Washington has not had diplomatic relations with Tehran since 1979. But the rapid advancement of the Islamic State of Iraq and Syria (ISIS), a radical Sunni group that now controls a significant swathe of territory in Iraq, has given the United States and Iran a shared objective to uphold the beleaguered regime of Nouri al-Maliki in Baghdad.
Secretary of State John Kerry, in an interview with Yahoo’s Katie Couric, hinted that the U.S. would be open to talks with the Islamic Republic in order to resolve the crisis.
"I think we are open to any constructive process here that could minimize the violence, hold Iraq together -- the integrity of the country -- and eliminate the presence of outside terrorist forces that are ripping it apart," Kerry said.
In the 35 years since diplomatic ties between Iran and the United States ended, the closest collaboration between the two countries occurred in the aftermath of the September 11, 2001 attacks, when Tehran shared intelligence on al Qaeda and Osama bin Laden. In the ensuing years, however, the Bush and Obama administrations clashed with successive Iranian governments over nuclear energy. The United States and Europe have imposed crippling economic sanctions to compel Iran to abandon its nuclear program, which Tehran insists is for civilian purposes only.

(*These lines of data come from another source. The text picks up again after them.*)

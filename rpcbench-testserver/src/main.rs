use std::net::SocketAddr;

use tokio::net::TcpListener;
use tokio::time::Duration;

#[tokio::main(flavor = "current_thread")]
async fn main() -> anyhow::Result<()> {
    let mut bind_addr: SocketAddr = "127.0.0.1:0".parse()?;
    let mut config = rpcbench_testserver::TestServerConfig::default();

    let mut args = std::env::args().skip(1);
    while let Some(arg) = args.next() {
        match arg.as_str() {
            "--bind" => {
                let addr = args.next().ok_or_else(|| {
                    anyhow::anyhow!("--bind requires an address, e.g. 127.0.0.1:0")
                })?;
                bind_addr = addr.parse()?;
            }
            "--latency-ms" => {
                let ms = args
                    .next()
                    .ok_or_else(|| anyhow::anyhow!("--latency-ms requires a number"))?;
                config = config.with_latency(Duration::from_millis(ms.parse()?));
            }
            "--fail" => {
                let method = args
                    .next()
                    .ok_or_else(|| anyhow::anyhow!("--fail requires a method name"))?;
                config = config.failing(&method);
            }
            "-h" | "--help" => {
                eprintln!(
                    "rpcbench-testserver\n\nUSAGE:\n  rpcbench-testserver [--bind 127.0.0.1:0] [--latency-ms N] [--fail METHOD]...\n\nOUTPUT:\n  Prints RPC_URL=<url> to stdout once ready."
                );
                return Ok(());
            }
            other => {
                return Err(anyhow::anyhow!("unknown argument: {other}"));
            }
        }
    }

    let listener = TcpListener::bind(bind_addr).await?;
    let addr = listener.local_addr()?;

    let stats = rpcbench_testserver::TestServerStats::default();
    let app = rpcbench_testserver::router(stats, config);

    println!("RPC_URL=http://{addr}");

    let serve = axum::serve(listener, app).with_graceful_shutdown(async move {
        let _ = tokio::signal::ctrl_c().await;
    });

    serve.await?;
    Ok(())
}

On Wednesday, Deputy Secretary of State William J. Burns is scheduled to meet in Vienna with his Iranian counterparts to discuss the nuclear issue. A senior administration official quoted by the New York Times said that discussion of the Iraq crisis may occur on the margins.
Despite the urgent opportunity presented by the Iraq crisis, U.S. public opinion remains divided on whether to engage with Iran. Advocates of a thaw in ties believe that a shared strategic interest may encourage progress in other aspects of the bilateral relationship. Iran's President Hassan Rouhani has been warmer to America than his predecessors. Opponents of rapprochement, however, believe that the U.S. should resist granting concessions to Iran at a moment when Tehran appears to have leverage.
Kerry carefully avoided saying that the two countries would act jointly, militarily. "Let’s see what Iran might or might not be willing to do before we start making any pronouncements," he told Yahoo.
Washington’s first priority, it seems, is to limit its involvement. In his interview with Couric, Secretary Kerry echoed President Obama’s remarks, given Friday in a speech in Washington, that the United States would not play a leading role in resolving the conflict in Iraq.
“It’s up to the Iraqi people,” Kerry said. “I don’t think the United States should be issuing instructions or orders. I don’t think any country should.”